▼

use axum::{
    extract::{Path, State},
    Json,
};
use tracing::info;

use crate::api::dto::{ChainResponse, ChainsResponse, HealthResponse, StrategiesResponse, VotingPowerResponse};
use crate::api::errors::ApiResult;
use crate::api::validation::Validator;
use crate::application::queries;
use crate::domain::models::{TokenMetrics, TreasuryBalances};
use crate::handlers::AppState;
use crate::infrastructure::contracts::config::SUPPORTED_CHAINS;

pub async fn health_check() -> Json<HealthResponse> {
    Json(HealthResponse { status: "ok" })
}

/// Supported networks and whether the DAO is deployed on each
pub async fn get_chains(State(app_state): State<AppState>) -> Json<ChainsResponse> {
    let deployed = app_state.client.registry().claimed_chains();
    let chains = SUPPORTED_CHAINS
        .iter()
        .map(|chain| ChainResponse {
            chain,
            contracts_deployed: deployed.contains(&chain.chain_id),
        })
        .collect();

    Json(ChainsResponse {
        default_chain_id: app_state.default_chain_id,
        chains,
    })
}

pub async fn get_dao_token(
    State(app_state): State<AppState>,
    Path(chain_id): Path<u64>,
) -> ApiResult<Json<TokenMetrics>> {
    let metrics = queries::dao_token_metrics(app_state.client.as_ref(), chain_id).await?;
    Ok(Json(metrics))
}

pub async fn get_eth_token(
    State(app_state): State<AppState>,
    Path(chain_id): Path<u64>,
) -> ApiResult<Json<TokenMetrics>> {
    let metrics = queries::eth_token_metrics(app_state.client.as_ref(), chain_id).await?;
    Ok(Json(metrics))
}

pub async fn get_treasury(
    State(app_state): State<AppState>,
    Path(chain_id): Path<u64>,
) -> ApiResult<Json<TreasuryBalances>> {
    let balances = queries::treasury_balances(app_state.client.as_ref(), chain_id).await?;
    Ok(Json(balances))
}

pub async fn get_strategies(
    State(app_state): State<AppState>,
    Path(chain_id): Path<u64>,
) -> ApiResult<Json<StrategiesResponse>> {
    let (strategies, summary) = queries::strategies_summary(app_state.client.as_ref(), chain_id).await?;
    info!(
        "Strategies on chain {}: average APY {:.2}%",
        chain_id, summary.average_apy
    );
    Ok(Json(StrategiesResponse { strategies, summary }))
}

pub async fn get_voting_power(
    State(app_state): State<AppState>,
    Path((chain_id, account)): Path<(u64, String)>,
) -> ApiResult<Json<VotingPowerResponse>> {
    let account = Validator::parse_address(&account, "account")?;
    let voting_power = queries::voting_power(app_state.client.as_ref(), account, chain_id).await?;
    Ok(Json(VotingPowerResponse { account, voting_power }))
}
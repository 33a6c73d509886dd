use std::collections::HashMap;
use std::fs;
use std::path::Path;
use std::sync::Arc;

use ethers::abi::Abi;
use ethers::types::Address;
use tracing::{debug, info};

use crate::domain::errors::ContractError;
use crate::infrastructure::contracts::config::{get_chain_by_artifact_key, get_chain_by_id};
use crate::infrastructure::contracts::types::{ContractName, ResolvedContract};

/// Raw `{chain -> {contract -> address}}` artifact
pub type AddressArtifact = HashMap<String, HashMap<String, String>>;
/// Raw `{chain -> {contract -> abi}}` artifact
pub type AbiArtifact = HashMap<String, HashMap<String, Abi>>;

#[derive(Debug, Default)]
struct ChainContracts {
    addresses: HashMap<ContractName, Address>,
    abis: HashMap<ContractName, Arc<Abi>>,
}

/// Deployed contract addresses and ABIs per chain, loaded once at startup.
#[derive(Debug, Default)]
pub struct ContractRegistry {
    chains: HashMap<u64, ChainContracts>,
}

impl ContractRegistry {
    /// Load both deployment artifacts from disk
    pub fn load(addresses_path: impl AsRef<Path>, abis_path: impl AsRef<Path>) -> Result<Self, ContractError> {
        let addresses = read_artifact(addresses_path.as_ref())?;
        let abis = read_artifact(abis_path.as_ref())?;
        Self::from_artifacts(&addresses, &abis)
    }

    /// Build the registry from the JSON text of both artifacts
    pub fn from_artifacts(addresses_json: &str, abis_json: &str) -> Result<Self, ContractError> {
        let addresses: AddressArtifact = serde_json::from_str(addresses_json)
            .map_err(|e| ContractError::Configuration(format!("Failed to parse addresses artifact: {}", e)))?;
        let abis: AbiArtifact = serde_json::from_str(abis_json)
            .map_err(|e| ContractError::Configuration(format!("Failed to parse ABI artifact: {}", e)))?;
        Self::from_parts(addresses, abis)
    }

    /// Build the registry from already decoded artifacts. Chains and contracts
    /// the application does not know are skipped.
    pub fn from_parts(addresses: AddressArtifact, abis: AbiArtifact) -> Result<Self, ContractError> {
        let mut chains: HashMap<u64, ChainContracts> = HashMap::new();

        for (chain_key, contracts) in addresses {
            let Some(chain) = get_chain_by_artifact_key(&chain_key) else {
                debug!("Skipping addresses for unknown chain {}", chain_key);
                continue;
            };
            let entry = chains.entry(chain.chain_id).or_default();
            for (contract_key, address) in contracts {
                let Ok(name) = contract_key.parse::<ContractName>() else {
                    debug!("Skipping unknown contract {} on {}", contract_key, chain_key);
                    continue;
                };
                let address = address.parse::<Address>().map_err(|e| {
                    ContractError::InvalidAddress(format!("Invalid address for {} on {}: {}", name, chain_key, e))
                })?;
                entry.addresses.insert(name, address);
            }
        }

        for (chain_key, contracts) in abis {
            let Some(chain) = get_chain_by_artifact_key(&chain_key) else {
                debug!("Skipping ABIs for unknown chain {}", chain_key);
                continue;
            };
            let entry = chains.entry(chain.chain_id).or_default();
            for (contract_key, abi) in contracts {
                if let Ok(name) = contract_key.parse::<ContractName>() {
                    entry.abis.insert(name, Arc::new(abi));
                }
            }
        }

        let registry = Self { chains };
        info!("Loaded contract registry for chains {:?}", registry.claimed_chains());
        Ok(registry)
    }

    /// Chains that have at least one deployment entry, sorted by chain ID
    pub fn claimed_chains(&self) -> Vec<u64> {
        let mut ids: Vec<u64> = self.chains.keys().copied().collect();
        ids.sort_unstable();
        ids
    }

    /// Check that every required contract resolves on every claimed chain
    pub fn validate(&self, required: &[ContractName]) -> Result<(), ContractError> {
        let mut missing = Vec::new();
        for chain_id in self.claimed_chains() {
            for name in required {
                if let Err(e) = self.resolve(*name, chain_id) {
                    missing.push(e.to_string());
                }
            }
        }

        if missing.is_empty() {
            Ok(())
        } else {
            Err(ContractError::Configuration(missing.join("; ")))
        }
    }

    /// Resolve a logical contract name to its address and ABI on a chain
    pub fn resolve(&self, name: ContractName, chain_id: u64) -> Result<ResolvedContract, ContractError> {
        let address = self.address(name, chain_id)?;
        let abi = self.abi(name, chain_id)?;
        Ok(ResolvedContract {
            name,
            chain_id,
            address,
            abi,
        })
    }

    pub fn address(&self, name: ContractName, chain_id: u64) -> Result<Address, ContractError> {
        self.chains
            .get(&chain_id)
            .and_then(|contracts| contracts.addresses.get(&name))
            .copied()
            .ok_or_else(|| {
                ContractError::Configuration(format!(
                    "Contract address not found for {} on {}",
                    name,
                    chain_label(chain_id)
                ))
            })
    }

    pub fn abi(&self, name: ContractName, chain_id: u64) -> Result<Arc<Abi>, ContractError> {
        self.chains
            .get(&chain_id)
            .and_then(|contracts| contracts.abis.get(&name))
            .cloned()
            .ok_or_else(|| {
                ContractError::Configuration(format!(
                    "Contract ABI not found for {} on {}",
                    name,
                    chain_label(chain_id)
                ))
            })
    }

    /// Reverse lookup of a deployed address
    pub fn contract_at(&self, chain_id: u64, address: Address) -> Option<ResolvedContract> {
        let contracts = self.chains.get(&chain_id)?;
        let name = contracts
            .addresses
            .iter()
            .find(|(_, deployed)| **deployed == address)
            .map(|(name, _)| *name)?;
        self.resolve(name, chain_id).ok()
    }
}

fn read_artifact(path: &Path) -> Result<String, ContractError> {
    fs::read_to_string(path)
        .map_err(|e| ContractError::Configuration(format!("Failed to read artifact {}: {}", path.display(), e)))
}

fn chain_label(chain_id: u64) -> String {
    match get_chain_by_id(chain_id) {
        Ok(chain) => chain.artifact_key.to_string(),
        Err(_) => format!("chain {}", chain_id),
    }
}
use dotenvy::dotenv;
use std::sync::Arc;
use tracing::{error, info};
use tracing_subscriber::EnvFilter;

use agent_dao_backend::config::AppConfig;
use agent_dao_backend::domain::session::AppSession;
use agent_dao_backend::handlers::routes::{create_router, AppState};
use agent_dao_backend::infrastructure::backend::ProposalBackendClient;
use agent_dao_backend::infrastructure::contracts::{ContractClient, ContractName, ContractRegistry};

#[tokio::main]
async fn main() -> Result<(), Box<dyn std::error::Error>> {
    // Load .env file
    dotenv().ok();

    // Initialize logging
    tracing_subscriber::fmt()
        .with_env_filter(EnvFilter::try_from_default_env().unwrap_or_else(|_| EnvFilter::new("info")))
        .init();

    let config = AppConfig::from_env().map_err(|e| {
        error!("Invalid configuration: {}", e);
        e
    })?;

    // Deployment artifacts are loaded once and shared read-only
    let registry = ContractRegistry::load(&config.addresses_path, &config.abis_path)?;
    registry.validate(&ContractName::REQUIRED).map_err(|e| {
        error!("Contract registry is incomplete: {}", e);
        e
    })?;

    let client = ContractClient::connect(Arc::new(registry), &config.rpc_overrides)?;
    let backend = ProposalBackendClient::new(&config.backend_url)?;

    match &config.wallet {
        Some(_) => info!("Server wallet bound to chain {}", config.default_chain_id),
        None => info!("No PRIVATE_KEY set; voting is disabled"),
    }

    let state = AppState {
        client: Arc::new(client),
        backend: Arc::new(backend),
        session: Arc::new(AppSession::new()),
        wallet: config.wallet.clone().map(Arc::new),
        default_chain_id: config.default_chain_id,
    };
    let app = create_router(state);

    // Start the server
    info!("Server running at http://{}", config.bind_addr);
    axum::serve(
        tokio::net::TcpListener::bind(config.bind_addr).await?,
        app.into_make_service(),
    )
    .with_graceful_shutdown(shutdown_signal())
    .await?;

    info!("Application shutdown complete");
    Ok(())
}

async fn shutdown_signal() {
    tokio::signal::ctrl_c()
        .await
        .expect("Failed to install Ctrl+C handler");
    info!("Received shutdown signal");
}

▲

TASK OBJECTIVE: Please copy out every line of the preceding listing that carries "Failed".

ANSWER SPACE:
            .map_err(|e| ContractError::Configuration(format!("Failed to parse addresses artifact: {}", e)))?;
            .map_err(|e| ContractError::Configuration(format!("Failed to parse ABI artifact: {}", e)))?;
        .map_err(|e| ContractError::Configuration(format!("Failed to read artifact {}: {}", path.display(), e)))
        .expect("Failed to install Ctrl+C handler");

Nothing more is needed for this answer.